(Saved entries)
○ ○ ○ ○ ○ ○ ○

//! Three-band linear values.
//!
//! [`Rgb`] carries either a reflectance colour or a spectral triple (the `n`
//! or `k` part of a refractive index) sampled at the wavelengths listed in
//! [`WAVELENGTHS`]. Channels never interact: every operation is applied
//! independently per channel.

use serde::{Deserialize, Serialize};
use std::{
    fmt::{Debug, Display, Formatter},
    ops::{Add, Index, IndexMut, Mul, Sub},
};

/// Wavelengths in nanometres associated with the red, green and blue channel.
pub const WAVELENGTHS: [f32; 3] = [650.0, 550.0, 450.0];

/// One of the three bands of an [`Rgb`] value.
#[derive(Debug, Clone, Copy, PartialEq, Eq, Hash)]
pub enum Channel {
    /// Red, 650 nm.
    Red = 0,
    /// Green, 550 nm.
    Green = 1,
    /// Blue, 450 nm.
    Blue = 2,
}

impl Channel {
    /// All channels in storage order.
    pub const ALL: [Channel; 3] = [Channel::Red, Channel::Green, Channel::Blue];

    /// Wavelength of the band in nanometres.
    pub const fn wavelength(&self) -> f32 { WAVELENGTHS[*self as usize] }
}

impl Display for Channel {
    fn fmt(&self, f: &mut Formatter<'_>) -> std::fmt::Result {
        match self {
            Channel::Red => write!(f, "red"),
            Channel::Green => write!(f, "green"),
            Channel::Blue => write!(f, "blue"),
        }
    }
}

/// Linear three-channel value.
///
/// Reflectance colours are conceptually in [0, 1] but this type doesn't
/// enforce it; see [`Rgb::clamp`].
#[derive(Clone, Copy, PartialEq, Default, Serialize, Deserialize)]
#[serde(from = "[f32; 3]", into = "[f32; 3]")]
pub struct Rgb {
    /// Red channel.
    pub r: f32,
    /// Green channel.
    pub g: f32,
    /// Blue channel.
    pub b: f32,
}

impl Rgb {
    /// All channels set to zero.
    pub const ZERO: Self = Self::splat(0.0);
    /// All channels set to one.
    pub const ONE: Self = Self::splat(1.0);

    /// Creates a new value from its channels.
    pub const fn new(r: f32, g: f32, b: f32) -> Self { Self { r, g, b } }

    /// Creates a value with the same number in every channel.
    pub const fn splat(v: f32) -> Self { Self { r: v, g: v, b: v } }

    /// Applies `f` to every channel.
    pub fn map<F: FnMut(f32) -> f32>(self, mut f: F) -> Self {
        Self::new(f(self.r), f(self.g), f(self.b))
    }

    /// Applies `f` to every channel together with the channel tag.
    pub fn map_channels<F: FnMut(Channel, f32) -> f32>(self, mut f: F) -> Self {
        Self::new(
            f(Channel::Red, self.r),
            f(Channel::Green, self.g),
            f(Channel::Blue, self.b),
        )
    }

    /// Combines two values channel by channel.
    pub fn zip_map<F: FnMut(f32, f32) -> f32>(self, other: Self, mut f: F) -> Self {
        Self::new(f(self.r, other.r), f(self.g, other.g), f(self.b, other.b))
    }

    /// Squared euclidean length, accumulated in double precision.
    pub fn length_sqr(&self) -> f64 {
        let (r, g, b) = (self.r as f64, self.g as f64, self.b as f64);
        r * r + g * g + b * b
    }

    /// Squared euclidean distance to `other`.
    pub fn distance_sqr(&self, other: &Self) -> f64 { (*self - *other).length_sqr() }

    /// Clamps every channel into `[min, max]`.
    pub fn clamp(self, min: f32, max: f32) -> Self { self.map(|v| v.clamp(min, max)) }

    /// Whether all channels are finite.
    pub fn is_finite(&self) -> bool {
        self.r.is_finite() && self.g.is_finite() && self.b.is_finite()
    }

    /// Largest channel.
    pub fn max_element(&self) -> f32 { self.r.max(self.g).max(self.b) }

    /// Iterates over the channels in storage order.
    pub fn iter(&self) -> impl Iterator<Item = f32> { [self.r, self.g, self.b].into_iter() }
}

impl Debug for Rgb {
    fn fmt(&self, f: &mut Formatter<'_>) -> std::fmt::Result {
        write!(f, "Rgb({}, {}, {})", self.r, self.g, self.b)
    }
}

impl Display for Rgb {
    fn fmt(&self, f: &mut Formatter<'_>) -> std::fmt::Result {
        write!(f, "({:.5}, {:.5}, {:.5})", self.r, self.g, self.b)
    }
}

impl From<[f32; 3]> for Rgb {
    fn from(v: [f32; 3]) -> Self { Self::new(v[0], v[1], v[2]) }
}

impl From<Rgb> for [f32; 3] {
    fn from(v: Rgb) -> Self { [v.r, v.g, v.b] }
}

impl Index<Channel> for Rgb {
    type Output = f32;

    fn index(&self, channel: Channel) -> &Self::Output {
        match channel {
            Channel::Red => &self.r,
            Channel::Green => &self.g,
            Channel::Blue => &self.b,
        }
    }
}

impl IndexMut<Channel> for Rgb {
    fn index_mut(&mut self, channel: Channel) -> &mut Self::Output {
        match channel {
            Channel::Red => &mut self.r,
            Channel::Green => &mut self.g,
            Channel::Blue => &mut self.b,
        }
    }
}

impl Add for Rgb {
    type Output = Rgb;

    fn add(self, rhs: Self) -> Self::Output { self.zip_map(rhs, |a, b| a + b) }
}

impl Sub for Rgb {
    type Output = Rgb;

    fn sub(self, rhs: Self) -> Self::Output { self.zip_map(rhs, |a, b| a - b) }
}

impl Mul<f32> for Rgb {
    type Output = Rgb;

    fn mul(self, rhs: f32) -> Self::Output { self.map(|v| v * rhs) }
}

impl Mul<Rgb> for f32 {
    type Output = Rgb;

    fn mul(self, rhs: Rgb) -> Self::Output { rhs * self }
}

○ ○ ○ ○ ○ ○ ○

Transcribe the data above verbatim.

//! Three-band linear values.
//!
//! [`Rgb`] carries either a reflectance colour or a spectral triple (the `n`
//! or `k` part of a refractive index) sampled at the wavelengths listed in
//! [`WAVELENGTHS`]. Channels never interact: every operation is applied
//! independently per channel.

use serde::{Deserialize, Serialize};
use std::{
    fmt::{Debug, Display, Formatter},
    ops::{Add, Index, IndexMut, Mul, Sub},
};

/// Wavelengths in nanometres associated with the red, green and blue channel.
pub const WAVELENGTHS: [f32; 3] = [650.0, 550.0, 450.0];

/// One of the three bands of an [`Rgb`] value.
#[derive(Debug, Clone, Copy, PartialEq, Eq, Hash)]
pub enum Channel {
    /// Red, 650 nm.
    Red = 0,
    /// Green, 550 nm.
    Green = 1,
    /// Blue, 450 nm.
    Blue = 2,
}

impl Channel {
    /// All channels in storage order.
    pub const ALL: [Channel; 3] = [Channel::Red, Channel::Green, Channel::Blue];

    /// Wavelength of the band in nanometres.
    pub const fn wavelength(&self) -> f32 { WAVELENGTHS[*self as usize] }
}

impl Display for Channel {
    fn fmt(&self, f: &mut Formatter<'_>) -> std::fmt::Result {
        match self {
            Channel::Red => write!(f, "red"),
            Channel::Green => write!(f, "green"),
            Channel::Blue => write!(f, "blue"),
        }
    }
}

/// Linear three-channel value.
///
/// Reflectance colours are conceptually in [0, 1] but this type doesn't
/// enforce it; see [`Rgb::clamp`].
#[derive(Clone, Copy, PartialEq, Default, Serialize, Deserialize)]
#[serde(from = "[f32; 3]", into = "[f32; 3]")]
pub struct Rgb {
    /// Red channel.
    pub r: f32,
    /// Green channel.
    pub g: f32,
    /// Blue channel.
    pub b: f32,
}

impl Rgb {
    /// All channels set to zero.
    pub const ZERO: Self = Self::splat(0.0);
    /// All channels set to one.
    pub const ONE: Self = Self::splat(1.0);

    /// Creates a new value from its channels.
    pub const fn new(r: f32, g: f32, b: f32) -> Self { Self { r, g, b } }

    /// Creates a value with the same number in every channel.
    pub const fn splat(v: f32) -> Self { Self { r: v, g: v, b: v } }

    /// Applies `f` to every channel.
    pub fn map<F: FnMut(f32) -> f32>(self, mut f: F) -> Self {
        Self::new(f(self.r), f(self.g), f(self.b))
    }

    /// Applies `f` to every channel together with the channel tag.
    pub fn map_channels<F: FnMut(Channel, f32) -> f32>(self, mut f: F) -> Self {
        Self::new(
            f(Channel::Red, self.r),
            f(Channel::Green, self.g),
            f(Channel::Blue, self.b),
        )
    }

    /// Combines two values channel by channel.
    pub fn zip_map<F: FnMut(f32, f32) -> f32>(self, other: Self, mut f: F) -> Self {
        Self::new(f(self.r, other.r), f(self.g, other.g), f(self.b, other.b))
    }

    /// Squared euclidean length, accumulated in double precision.
    pub fn length_sqr(&self) -> f64 {
        let (r, g, b) = (self.r as f64, self.g as f64, self.b as f64);
        r * r + g * g + b * b
    }

    /// Squared euclidean distance to `other`.
    pub fn distance_sqr(&self, other: &Self) -> f64 { (*self - *other).length_sqr() }

    /// Clamps every channel into `[min, max]`.
    pub fn clamp(self, min: f32, max: f32) -> Self { self.map(|v| v.clamp(min, max)) }

    /// Whether all channels are finite.
    pub fn is_finite(&self) -> bool {
        self.r.is_finite() && self.g.is_finite() && self.b.is_finite()
    }

    /// Largest channel.
    pub fn max_element(&self) -> f32 { self.r.max(self.g).max(self.b) }

    /// Iterates over the channels in storage order.
    pub fn iter(&self) -> impl Iterator<Item = f32> { [self.r, self.g, self.b].into_iter() }
}

impl Debug for Rgb {
    fn fmt(&self, f: &mut Formatter<'_>) -> std::fmt::Result {
        write!(f, "Rgb({}, {}, {})", self.r, self.g, self.b)
    }
}

impl Display for Rgb {
    fn fmt(&self, f: &mut Formatter<'_>) -> std::fmt::Result {
        write!(f, "({:.5}, {:.5}, {:.5})", self.r, self.g, self.b)
    }
}

impl From<[f32; 3]> for Rgb {
    fn from(v: [f32; 3]) -> Self { Self::new(v[0], v[1], v[2]) }
}

impl From<Rgb> for [f32; 3] {
    fn from(v: Rgb) -> Self { [v.r, v.g, v.b] }
}

impl Index<Channel> for Rgb {
    type Output = f32;

    fn index(&self, channel: Channel) -> &Self::Output {
        match channel {
            Channel::Red => &self.r,
            Channel::Green => &self.g,
            Channel::Blue => &self.b,
        }
    }
}

impl IndexMut<Channel> for Rgb {
    fn index_mut(&mut self, channel: Channel) -> &mut Self::Output {
        match channel {
            Channel::Red => &mut self.r,
            Channel::Green => &mut self.g,
            Channel::Blue => &mut self.b,
        }
    }
}

impl Add for Rgb {
    type Output = Rgb;

    fn add(self, rhs: Self) -> Self::Output { self.zip_map(rhs, |a, b| a + b) }
}

impl Sub for Rgb {
    type Output = Rgb;

    fn sub(self, rhs: Self) -> Self::Output { self.zip_map(rhs, |a, b| a - b) }
}

impl Mul<f32> for Rgb {
    type Output = Rgb;

    fn mul(self, rhs: f32) -> Self::Output { self.map(|v| v * rhs) }
}

impl Mul<Rgb> for f32 {
    type Output = Rgb;

    fn mul(self, rhs: Rgb) -> Self::Output { rhs * self }
}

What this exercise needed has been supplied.